Thousands of London Underground workers will stage two 24-hour strikes next month over rows on jobs, pay, and conditions

The Rail, Maritime, and Transport (RMT) union has said more than 10,000 of its members will walk out on March 1 and 3. 

RMT has been seeking assurances over jobs, pay, pensions, and working conditions following fears of cuts in TFL funding including the London Underground. 

The union general Mick Lynch said: "Our members will be taking strike action next month because a financial crisis at LU has been deliberately engineered by the Government to drive a cuts agenda which would savage jobs, services, safety and threaten their working conditions and‎ pensions."

Lynch added: "These are the very same transport staff praised as heroes for carrying London through Covid for nearly two years, often at serious personal risk, who now have no option but to strike to defend their livelihoods."

"The politicians need to wake up to the fact that transport staff will not pay the price for this cynically engineered crisis."
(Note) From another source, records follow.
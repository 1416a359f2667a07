use std::collections::BTreeMap;

use crate::calendar::PeriodCalendar;
use crate::config::ModelSpec;
use crate::error::Result;
use crate::ledger::{self, CarryForward};
use crate::model::{Account, ModelSnapshot, ScheduledRule, Transaction};
use crate::scheduler;

/// A projection: an append-only ledger plus the rules that extend it
///
/// The model owns its transactions. Initial transactions supplied at
/// construction are moved in, so later changes by the caller cannot reach
/// the ledger.
#[derive(Debug)]
pub struct Model<A: Account> {
    pub(crate) name: String,
    pub(crate) current_period: u32,
    pub(crate) transactions: Vec<Transaction<A>>,
    pub(crate) rules: Vec<ScheduledRule<A>>,
    pub(crate) carry_forward: CarryForward,
    pub(crate) calendar: Option<PeriodCalendar>,
}

/// Build a model from `spec` and run it to the spec's time horizon
pub fn build_model<A: Account>(spec: ModelSpec<A>) -> Result<Model<A>> {
    let ModelSpec {
        name,
        initial_transactions,
        time_horizon,
        scheduled,
        carry_forward,
        start_date,
    } = spec;

    let mut model = Model {
        name,
        current_period: 0,
        transactions: initial_transactions,
        rules: scheduled,
        carry_forward,
        calendar: start_date.map(PeriodCalendar::new),
    };
    model.advance_to(time_horizon)?;
    Ok(model)
}

impl<A: Account> Model<A> {
    pub fn name(&self) -> &str {
        &self.name
    }

    pub fn current_period(&self) -> u32 {
        self.current_period
    }

    /// Every recorded transaction, in the order it was appended
    pub fn transactions(&self) -> &[Transaction<A>] {
        &self.transactions
    }

    pub fn rules(&self) -> &[ScheduledRule<A>] {
        &self.rules
    }

    pub fn carry_forward(&self) -> CarryForward {
        self.carry_forward
    }

    pub fn calendar(&self) -> Option<&PeriodCalendar> {
        self.calendar.as_ref()
    }

    /// See [`scheduler::advance_to`]
    pub fn advance_to(&mut self, target: u32) -> Result<()> {
        scheduler::advance_to(self, target)
    }

    /// Net amount posted to `account` in each period with activity
    pub fn period_totals(&self, account: &A) -> BTreeMap<u32, f64> {
        ledger::period_totals(&self.transactions, account)
    }

    /// Running balance of `account` keyed by period
    pub fn balance_by_period(&self, account: &A) -> BTreeMap<u32, f64> {
        ledger::cumulative_balances(&self.transactions, account, self.carry_forward)
    }

    /// Balance of `account` at `period`, defaulting to the current period
    pub fn balance_as_of(&self, account: &A, period: Option<u32>) -> f64 {
        ledger::balance_as_of(
            &self.transactions,
            account,
            period.unwrap_or(self.current_period),
            self.carry_forward,
        )
    }

    /// Balance of `account` at the current period
    pub fn balance(&self, account: &A) -> f64 {
        self.balance_as_of(account, None)
    }

    /// Running balance of `account` for every period up to the current one
    pub fn balance_series(&self, account: &A) -> Vec<(u32, f64)> {
        ledger::balance_series(&self.transactions, account, self.current_period)
    }

    /// Export the ledger for serialization
    pub fn snapshot(&self) -> ModelSnapshot<A> {
        ModelSnapshot {
            name: self.name.clone(),
            current_period: self.current_period,
            transactions: self.transactions.clone(),
        }
    }
}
However TfL’s chief operating officer, Andy Lord has said that the strike action is "extremely disappointing" as there was no discussion or proposals on pensions or terms and conditions. 

Adding: "The devastating impact of the pandemic on TfL finances has made a programme of change urgently necessary and we need the RMT to work with us, rather than disrupting London’s recovery.

"We’re urging them to do the right thing for London, talk to us and call off this unnecessary action."